One tangible output of the forum will be a report that summarizes recommendations collected during the forum, which advocates can reference as they continue their work in their home countries and in other United Nations bodies. For example, in last year’s report, the Permanent Forum condemned the use of the term “Indigenous Peoples and local communities,” arguing that Indigenous Peoples should be separated from local communities instead of being lumped together, which could diminish the former’s rights. The IPLC acronym continues to be used, but Indigenous advocates have repeatedly pointed to the forum’s statement to bolster their argument for its disuse. They’re concerned that the language could have major implications for who gets access to global funding to mitigate climate change and whether Indigenous people get a say in land decisions, including the expansion of conservation areas.

Last year’s forum also called for the Intergovernmental Panel on Climate Change to conduct a special report led by Indigenous experts to analyze climate change’s effects and opportunities for Indigenous peoples. The recommendation wasn’t immediately taken up by IPCC but Carmen from the International Indigenous Treaty Council said that’s typical.

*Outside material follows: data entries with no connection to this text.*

//! Host-side bus endpoint and the test-harness handle.
//!
//! [`sim_pair`] wires a [`SimBus`] and a [`SimHandle`] to one shared
//! device. The bus half goes to the engine; the handle half stays with
//! the test, which uses it to inject reports, watch the attention line,
//! and inspect what the device received.

use std::mem;
use std::sync::{Arc, Condvar, Mutex, MutexGuard, PoisonError};
use std::time::Duration;

use touchwire_bus::{Bus, Result};

use crate::device::SimDevice;
use crate::profile::DeviceProfile;

fn lock<T>(mutex: &Mutex<T>) -> MutexGuard<'_, T> {
    mutex.lock().unwrap_or_else(PoisonError::into_inner)
}

struct SimShared {
    device: Mutex<SimDevice>,
    attention: Mutex<bool>,
    cond: Condvar,
}

impl SimShared {
    /// Run one device operation, then bridge the device's attention flag
    /// onto the condvar so waiters wake outside the device lock.
    fn with_device<R>(&self, f: impl FnOnce(&mut SimDevice) -> R) -> R {
        let mut device = lock(&self.device);
        let result = f(&mut device);
        let raise = device.take_attention();
        drop(device);
        if raise {
            *lock(&self.attention) = true;
            self.cond.notify_all();
        }
        result
    }
}

/// Host side of the simulated bus. Implements [`Bus`] so the engine owns
/// it like any hardware transport.
pub struct SimBus {
    shared: Arc<SimShared>,
}

impl Bus for SimBus {
    fn read_chunk(&mut self, dst: &mut [u8]) -> Result<()> {
        self.shared.with_device(|device| device.serve_read(dst));
        Ok(())
    }

    fn write_chunk(&mut self, src: &[u8]) -> Result<()> {
        self.shared.with_device(|device| device.handle_write(src));
        Ok(())
    }

    fn name(&self) -> &'static str {
        "sim"
    }
}

/// Test-harness handle onto the simulated device.
#[derive(Clone)]
pub struct SimHandle {
    shared: Arc<SimShared>,
}

impl SimHandle {
    /// Queue an asynchronous report, as if the device decided to speak.
    pub fn push_report(&self, id: u8, payload: &[u8]) {
        self.shared
            .with_device(|device| device.inject_report(id, payload));
    }

    /// Block until the device raises attention or the timeout passes.
    /// Consumes the attention edge when it fires.
    pub fn wait_attention(&self, timeout: Duration) -> bool {
        let flag = lock(&self.shared.attention);
        let (mut flag, _) = self
            .shared
            .cond
            .wait_timeout_while(flag, timeout, |raised| !*raised)
            .unwrap_or_else(PoisonError::into_inner);
        mem::take(&mut *flag)
    }

    /// Drop device-generated messages while muted. Injected reports
    /// still get through.
    pub fn set_muted(&self, muted: bool) {
        self.shared.with_device(|device| device.set_muted(muted));
    }

    /// Corrupt the marker on the next `reads` first chunks served.
    pub fn corrupt_reads(&self, reads: u32) {
        self.shared
            .with_device(|device| device.add_corrupt_reads(reads));
    }

    /// Edit the device profile mid-script. Subsequent identification and
    /// info responses reflect the change; the booting and switch-failure
    /// counters re-latch from the edited values.
    pub fn edit_profile(&self, f: impl FnOnce(&mut DeviceProfile)) {
        self.shared.with_device(|device| device.edit_profile(f));
    }

    /// Firmware mode the device is currently in.
    pub fn current_mode(&self) -> u8 {
        self.shared.with_device(|device| device.mode())
    }

    pub fn report_enabled(&self, id: u8) -> bool {
        self.shared.with_device(|device| device.report_enabled(id))
    }

    /// The last fully reassembled command with its payload.
    pub fn last_command(&self) -> Option<(u8, Vec<u8>)> {
        self.shared.with_device(|device| device.last_command())
    }

    /// Every command the device has executed, in order.
    pub fn command_log(&self) -> Vec<(u8, Vec<u8>)> {
        self.shared.with_device(|device| device.command_log())
    }
}

/// Build a connected bus/handle pair around a device profile.
pub fn sim_pair(profile: DeviceProfile) -> (SimBus, SimHandle) {
    let shared = Arc::new(SimShared {
        device: Mutex::new(SimDevice::new(profile)),
        attention: Mutex::new(false),
        cond: Condvar::new(),
    });
    (
        SimBus {
            shared: Arc::clone(&shared),
        },
        SimHandle { shared },
    )
}

#[cfg(test)]
mod tests {
    use super::*;
    use touchwire_message::codes::{CMD_IDENTIFY, REPORT_TOUCH, STATUS_IDLE, STATUS_OK};
    use touchwire_message::MESSAGE_MARKER;

    #[test]
    fn test_write_raises_attention_and_serves_response() {
        let (mut bus, handle) = sim_pair(DeviceProfile::default());
        assert!(!handle.wait_attention(Duration::from_millis(1)));

        bus.write_chunk(&[CMD_IDENTIFY, 0, 0]).unwrap();
        assert!(handle.wait_attention(Duration::from_millis(100)));
        assert_eq!(handle.last_command(), Some((CMD_IDENTIFY, vec![])));

        let mut chunk = [0u8; 9];
        bus.read_chunk(&mut chunk).unwrap();
        assert_eq!(&chunk[..4], &[MESSAGE_MARKER, STATUS_OK, 24, 0]);
    }

    #[test]
    fn test_idle_read_when_nothing_pending() {
        let (mut bus, _handle) = sim_pair(DeviceProfile::default());
        let mut chunk = [0u8; 9];
        bus.read_chunk(&mut chunk).unwrap();
        assert_eq!(&chunk[..2], &[MESSAGE_MARKER, STATUS_IDLE]);
    }

    #[test]
    fn test_push_report_bypasses_mute() {
        let (mut bus, handle) = sim_pair(DeviceProfile::default());
        handle.set_muted(true);

        bus.write_chunk(&[CMD_IDENTIFY, 0, 0]).unwrap();
        assert!(!handle.wait_attention(Duration::from_millis(10)));

        handle.push_report(REPORT_TOUCH, &[1, 2, 3]);
        assert!(handle.wait_attention(Duration::from_millis(100)));

        let mut chunk = [0u8; 9];
        bus.read_chunk(&mut chunk).unwrap();
        assert_eq!(chunk[1], REPORT_TOUCH);
    }

    #[test]
    fn test_attention_edge_is_consumed() {
        let (mut bus, handle) = sim_pair(DeviceProfile::default());
        bus.write_chunk(&[CMD_IDENTIFY, 0, 0]).unwrap();
        assert!(handle.wait_attention(Duration::from_millis(100)));
        assert!(!handle.wait_attention(Duration::from_millis(1)));
    }
}
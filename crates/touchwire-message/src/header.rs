use crate::error::{MessageError, Result};

/// Message header: marker (1) + code (1) + payload length (2 LE) = 4 bytes.
pub const HEADER_SIZE: usize = 4;

/// Leading sentinel of every inbound chunk.
pub const MESSAGE_MARKER: u8 = 0xA5;

/// Trailing sentinel closing every complete inbound message.
pub const MESSAGE_PADDING: u8 = 0x5A;

/// Parsed inbound message header.
///
/// Wire format of a complete message:
/// ```text
/// ┌────────────┬──────────┬─────────────┬──────────────────┬─────────────┐
/// │ Marker (1B)│ Code (1B)│ Length      │ Payload          │ Padding (1B)│
/// │ 0xA5       │          │ (2B LE)     │ (Length bytes)   │ 0x5A        │
/// └────────────┴──────────┴─────────────┴──────────────────┴─────────────┘
/// ```
#[derive(Debug, Clone, Copy, PartialEq, Eq)]
pub struct MessageHeader {
    /// Status or report code.
    pub code: u8,
    /// Declared payload length in bytes.
    pub payload_length: usize,
}

impl MessageHeader {
    /// Parse the header from the first bytes of an inbound chunk.
    pub fn parse(buf: &[u8]) -> Result<Self> {
        if buf.len() < HEADER_SIZE {
            return Err(MessageError::Truncated {
                needed: HEADER_SIZE,
                got: buf.len(),
            });
        }
        if buf[0] != MESSAGE_MARKER {
            return Err(MessageError::InvalidMarker { found: buf[0] });
        }
        let payload_length = u16::from_le_bytes([buf[2], buf[3]]) as usize;
        Ok(Self {
            code: buf[1],
            payload_length,
        })
    }

    /// Total wire length of the message: header + payload + padding byte.
    pub fn total_length(&self) -> usize {
        HEADER_SIZE + self.payload_length + 1
    }

    /// Encode the header bytes, e.g. to re-synthesize the header over a
    /// reassembled message after a continued read.
    pub fn encode(&self) -> [u8; HEADER_SIZE] {
        let len = (self.payload_length as u16).to_le_bytes();
        [MESSAGE_MARKER, self.code, len[0], len[1]]
    }
}

/// Validate the padding byte that closes a complete message.
pub fn check_padding(byte: u8) -> Result<()> {
    if byte != MESSAGE_PADDING {
        return Err(MessageError::InvalidPadding { found: byte });
    }
    Ok(())
}

#[cfg(test)]
mod tests {
    use super::*;
    use crate::codes::{REPORT_TOUCH, STATUS_OK};

    #[test]
    fn test_parse_valid_header() {
        let buf = [MESSAGE_MARKER, STATUS_OK, 0x34, 0x12];
        let header = MessageHeader::parse(&buf).unwrap();
        assert_eq!(header.code, STATUS_OK);
        assert_eq!(header.payload_length, 0x1234);
        assert_eq!(header.total_length(), 4 + 0x1234 + 1);
    }

    #[test]
    fn test_parse_invalid_marker() {
        let buf = [0x00, STATUS_OK, 0x00, 0x00];
        let result = MessageHeader::parse(&buf);
        assert!(matches!(
            result,
            Err(MessageError::InvalidMarker { found: 0x00 })
        ));
    }

    #[test]
    fn test_parse_truncated() {
        let buf = [MESSAGE_MARKER, STATUS_OK];
        let result = MessageHeader::parse(&buf);
        assert!(matches!(
            result,
            Err(MessageError::Truncated { needed: 4, got: 2 })
        ));
    }

    #[test]
    fn test_encode_roundtrip() {
        let header = MessageHeader {
            code: REPORT_TOUCH,
            payload_length: 300,
        };
        let bytes = header.encode();
        let reparsed = MessageHeader::parse(&bytes).unwrap();
        assert_eq!(reparsed, header);
    }

    #[test]
    fn test_check_padding() {
        assert!(check_padding(MESSAGE_PADDING).is_ok());
        assert!(matches!(
            check_padding(0x00),
            Err(MessageError::InvalidPadding { found: 0x00 })
        ));
    }
}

“These things take some time,” she said. 

Many of the topics at this year’s Permanent Forum arenʻt new: Last year, there was a particular focus on climate, and planned sessions on land defenders and militarization have been discussed before. But one agenda item that wasn’t there last year is a meeting with the president of the General Assembly to discuss the outcome document from the 2014 World Conference on Indigenous Peoples, a report from the General Assembly meeting a decade ago that lists a series of commitments by U.N. member states’ to Indigenous rights, such as implementing policies that promote the Declaration on the Rights of Indigenous Peoples. 

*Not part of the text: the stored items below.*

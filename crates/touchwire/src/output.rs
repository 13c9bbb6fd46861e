use std::io::IsTerminal;

use clap::ValueEnum;
use comfy_table::{presets::UTF8_FULL, ContentArrangement, Table};
use serde::Serialize;
use touchwire_message::codes::{mode_name, report_name};
use touchwire_message::{ApplicationInfo, BootInfo, Identification};

#[derive(Clone, Debug, Copy, ValueEnum)]
pub enum OutputFormat {
    Json,
    Table,
    Pretty,
    Raw,
}

impl OutputFormat {
    pub fn default_for_stdout() -> Self {
        if std::io::stdout().is_terminal() {
            Self::Table
        } else {
            Self::Json
        }
    }
}

#[derive(Serialize)]
struct IdentificationOutput {
    part_number: String,
    mode: u8,
    mode_name: &'static str,
    protocol_version: u8,
    build_id: u32,
    max_write_size: u16,
    write_chunk_size: usize,
    application: Option<ApplicationSummary>,
    bootloader: Option<BootSummary>,
}

#[derive(Serialize)]
struct ApplicationSummary {
    status: u16,
    max_x: u16,
    max_y: u16,
    image_rows: u16,
    image_cols: u16,
}

#[derive(Serialize)]
struct BootSummary {
    status: u8,
    asic_id: u16,
    max_write_payload_size: u16,
}

pub fn print_identification(
    id: &Identification,
    app_info: Option<ApplicationInfo>,
    boot_info: Option<BootInfo>,
    write_chunk_size: usize,
    format: OutputFormat,
) {
    let out = IdentificationOutput {
        part_number: id.part_number_string(),
        mode: id.mode,
        mode_name: mode_name(id.mode),
        protocol_version: id.version,
        build_id: id.build_id,
        max_write_size: id.max_write_size,
        write_chunk_size,
        application: app_info.map(|info| ApplicationSummary {
            status: info.status,
            max_x: info.max_x,
            max_y: info.max_y,
            image_rows: info.num_image_rows,
            image_cols: info.num_image_cols,
        }),
        bootloader: boot_info.map(|info| BootSummary {
            status: info.status,
            asic_id: info.asic_id,
            max_write_payload_size: info.max_write_payload_size,
        }),
    };

    match format {
        OutputFormat::Json => {
            println!(
                "{}",
                serde_json::to_string(&out).unwrap_or_else(|_| "{}".to_string())
            );
        }
        OutputFormat::Table => {
            let mut table = Table::new();
            table
                .load_preset(UTF8_FULL)
                .set_content_arrangement(ContentArrangement::Dynamic)
                .set_header(vec!["FIELD", "VALUE"])
                .add_row(vec!["part number".to_string(), out.part_number.clone()])
                .add_row(vec![
                    "mode".to_string(),
                    format!("{} (0x{:02x})", out.mode_name, out.mode),
                ])
                .add_row(vec![
                    "protocol".to_string(),
                    out.protocol_version.to_string(),
                ])
                .add_row(vec!["build id".to_string(), out.build_id.to_string()])
                .add_row(vec![
                    "max write".to_string(),
                    out.max_write_size.to_string(),
                ])
                .add_row(vec![
                    "write chunk".to_string(),
                    out.write_chunk_size.to_string(),
                ]);
            if let Some(app) = &out.application {
                table.add_row(vec![
                    "touch area".to_string(),
                    format!("{}x{}", app.max_x, app.max_y),
                ]);
                table.add_row(vec![
                    "image grid".to_string(),
                    format!("{}x{}", app.image_rows, app.image_cols),
                ]);
            }
            if let Some(boot) = &out.bootloader {
                table.add_row(vec![
                    "asic id".to_string(),
                    format!("0x{:04x}", boot.asic_id),
                ]);
            }
            println!("{table}");
        }
        OutputFormat::Pretty => {
            println!(
                "{} mode={} (0x{:02x}) build={} max_write={} write_chunk={}",
                out.part_number,
                out.mode_name,
                out.mode,
                out.build_id,
                out.max_write_size,
                out.write_chunk_size
            );
            if let Some(app) = &out.application {
                println!(
                    "application: status=0x{:04x} area={}x{} grid={}x{}",
                    app.status, app.max_x, app.max_y, app.image_rows, app.image_cols
                );
            }
            if let Some(boot) = &out.bootloader {
                println!(
                    "bootloader: status=0x{:02x} asic=0x{:04x} max_payload={}",
                    boot.status, boot.asic_id, boot.max_write_payload_size
                );
            }
        }
        OutputFormat::Raw => {
            println!("{}", out.part_number);
        }
    }
}

#[derive(Serialize)]
struct ReportOutput {
    seq: usize,
    report: u8,
    report_name: &'static str,
    payload_size: usize,
    payload: String,
}

pub fn print_report(seq: usize, id: u8, payload: &[u8], format: OutputFormat) {
    match format {
        OutputFormat::Json => {
            let out = ReportOutput {
                seq,
                report: id,
                report_name: report_name(id),
                payload_size: payload.len(),
                payload: hex_preview(payload),
            };
            println!(
                "{}",
                serde_json::to_string(&out).unwrap_or_else(|_| "{}".to_string())
            );
        }
        OutputFormat::Table => {
            let mut table = Table::new();
            table
                .load_preset(UTF8_FULL)
                .set_content_arrangement(ContentArrangement::Dynamic)
                .set_header(vec!["SEQ", "REPORT", "SIZE", "PAYLOAD"])
                .add_row(vec![
                    seq.to_string(),
                    format!("{} (0x{:02x})", report_name(id), id),
                    payload.len().to_string(),
                    hex_preview(payload),
                ]);
            println!("{table}");
        }
        OutputFormat::Pretty => {
            println!(
                "report {seq}: {} (0x{id:02x}) {} bytes [{}]",
                report_name(id),
                payload.len(),
                hex_preview(payload)
            );
        }
        OutputFormat::Raw => {
            println!("{}", hex_preview(payload));
        }
    }
}

/// First bytes of a payload as spaced hex, truncated past 16.
pub fn hex_preview(payload: &[u8]) -> String {
    const PREVIEW: usize = 16;
    let shown: Vec<String> = payload
        .iter()
        .take(PREVIEW)
        .map(|b| format!("{b:02x}"))
        .collect();
    let mut out = shown.join(" ");
    if payload.len() > PREVIEW {
        out.push_str(&format!(" .. ({} bytes)", payload.len()));
    }
    out
}
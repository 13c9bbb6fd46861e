//! Message routing.
//!
//! Every message the read path completes lands here exactly once. Report
//! codes fan out to the registered consumers (touch reports take a
//! dedicated fast path); status codes resolve the in-flight command.
//! Identify reports get special handling first, because the device sends
//! one unprompted whenever it resets or switches firmware.

use std::sync::atomic::Ordering;
use std::time::Duration;

use touchwire_bus::Bus;
use touchwire_message::codes::{
    expects_reset, is_firmware_mode, is_report, MODE_ROMBOOTLOADER, REPORT_IDENTIFY, REPORT_TOUCH,
    STATUS_OK,
};
use touchwire_message::{Identification, IDENTIFICATION_SIZE};
use tracing::{error, info, trace, warn};

use crate::engine::{lock, CommandStatus, Engine};
use crate::helper::HelperTask;

/// One report, borrowed out of the inbound buffer for the duration of
/// the dispatch.
#[derive(Debug, Clone, Copy)]
pub struct Report<'a> {
    /// Report code from the message header.
    pub id: u8,
    pub payload: &'a [u8],
}

/// Receives asynchronous reports on the reader thread.
///
/// Handlers run inline with the read path, so they must not block on it:
/// in particular they must not issue commands, which would deadlock on
/// the response that can never be read. Park work in the helper slot or
/// hand it to another thread instead.
pub trait ReportConsumer: Send + Sync {
    fn handle_report(&self, report: Report<'_>);

    /// Called after the device comes back from a reset, once the engine
    /// has re-identified it. Consumers re-arm device-side state here.
    fn reinit(&self) {}
}

/// Schedules delayed attention polls on buses without an attention line.
///
/// The write path cancels any pending poll before a command goes out and
/// schedules one after, so the response gets picked up even when nothing
/// else drives [`Engine::read_message`].
pub trait PollScheduler: Send + Sync {
    fn cancel(&self);
    fn schedule(&self, delay: Duration);
}

impl<B: Bus> Engine<B> {
    pub(crate) fn dispatch_message(&self, code: u8, payload: &[u8]) {
        if code == REPORT_IDENTIFY {
            let id = self.absorb_identification(payload);

            let was_busy = {
                let mut state = lock(&self.command.state);
                let busy = state.status == CommandStatus::Busy;
                if busy {
                    if expects_reset(state.command) {
                        state.response_code = STATUS_OK;
                        state.status = CommandStatus::Idle;
                    } else {
                        warn!(command = state.command, "device has been reset");
                        state.status = CommandStatus::Error;
                    }
                    state.completed = true;
                    self.command.done.notify_all();
                }
                busy
            };

            if !was_busy && id.mode == MODE_ROMBOOTLOADER && self.host_download_capable {
                // The device is waiting for firmware. Park the download
                // task; it must not run on the reader thread.
                if !self.request_helper_task(HelperTask::SendRombootHostDownload) {
                    warn!("helper slot is busy");
                }
                return;
            }

            // A transitional identify mid-download belongs to the
            // downloader, not the report consumers.
            if self.host_download_active() {
                return;
            }
        }

        if is_report(code) {
            self.dispatch_report(code, payload);
        } else {
            self.dispatch_response(code, payload);
        }
    }

    /// Fold an identify payload into the retained device image and
    /// renegotiate the write chunk size against the device's limit.
    pub(crate) fn absorb_identification(&self, payload: &[u8]) -> Identification {
        let id = {
            let mut device = lock(&self.device);
            let n = payload.len().min(IDENTIFICATION_SIZE);
            device.id_image[..n].copy_from_slice(&payload[..n]);
            Identification::from_payload(&device.id_image)
        };

        let max_write = id.max_write_size as usize;
        let mut wr_chunk = max_write.min(self.config.wr_chunk_size);
        if wr_chunk == 0 {
            wr_chunk = max_write;
        }
        self.wr_chunk_size.store(wr_chunk, Ordering::Relaxed);

        info!(
            mode = id.mode,
            build_id = id.build_id,
            part_number = %id.part_number_string(),
            "received identify report"
        );
        id
    }

    fn dispatch_report(&self, id: u8, payload: &[u8]) {
        trace!(id, length = payload.len(), "dispatching report");
        let report = Report { id, payload };

        if id == REPORT_TOUCH {
            if let Some(handler) = &self.touch_handler {
                handler.handle_report(report);
            }
            return;
        }

        if id == REPORT_IDENTIFY && is_firmware_mode(self.identification().mode) {
            // Application firmware came back underneath us; refresh the
            // touch configuration off the reader thread.
            self.request_helper_task(HelperTask::TouchReinit);
        }

        for consumer in &self.consumers {
            consumer.handle_report(report);
        }
        self.notifier.record(id);
    }

    fn dispatch_response(&self, code: u8, payload: &[u8]) {
        let mut state = lock(&self.command.state);
        if state.status != CommandStatus::Busy {
            trace!(code, "dropping response with no command outstanding");
            return;
        }

        state.response_code = code;

        if payload.is_empty() {
            state.status = CommandStatus::Idle;
        } else if payload.len() > self.config.max_response_size {
            error!(
                length = payload.len(),
                max = self.config.max_response_size,
                "response exceeds the response buffer bound"
            );
            state.status = CommandStatus::Error;
        } else {
            let mut response = lock(&self.response);
            response.data.clear();
            response.data.extend_from_slice(payload);
            state.status = CommandStatus::Idle;
        }

        state.completed = true;
        self.command.done.notify_all();
    }
}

Carmen said such a high-level meeting hasnʻt happened for a few years and plans to use the opportunity to ask about the creation of a new U.N. body dedicated to the repatriation of Indigenous items. 

The Permanent Forum can be challenging to navigate for Indigenous youth, especially those who are from more rural areas, need visas, or face language barriers. But Gomes said she has been inspired by how many Indigenous people attend despite such hurdles. 

“We find a way to navigate in these systems that weren’t designed by us, or for us,” she said.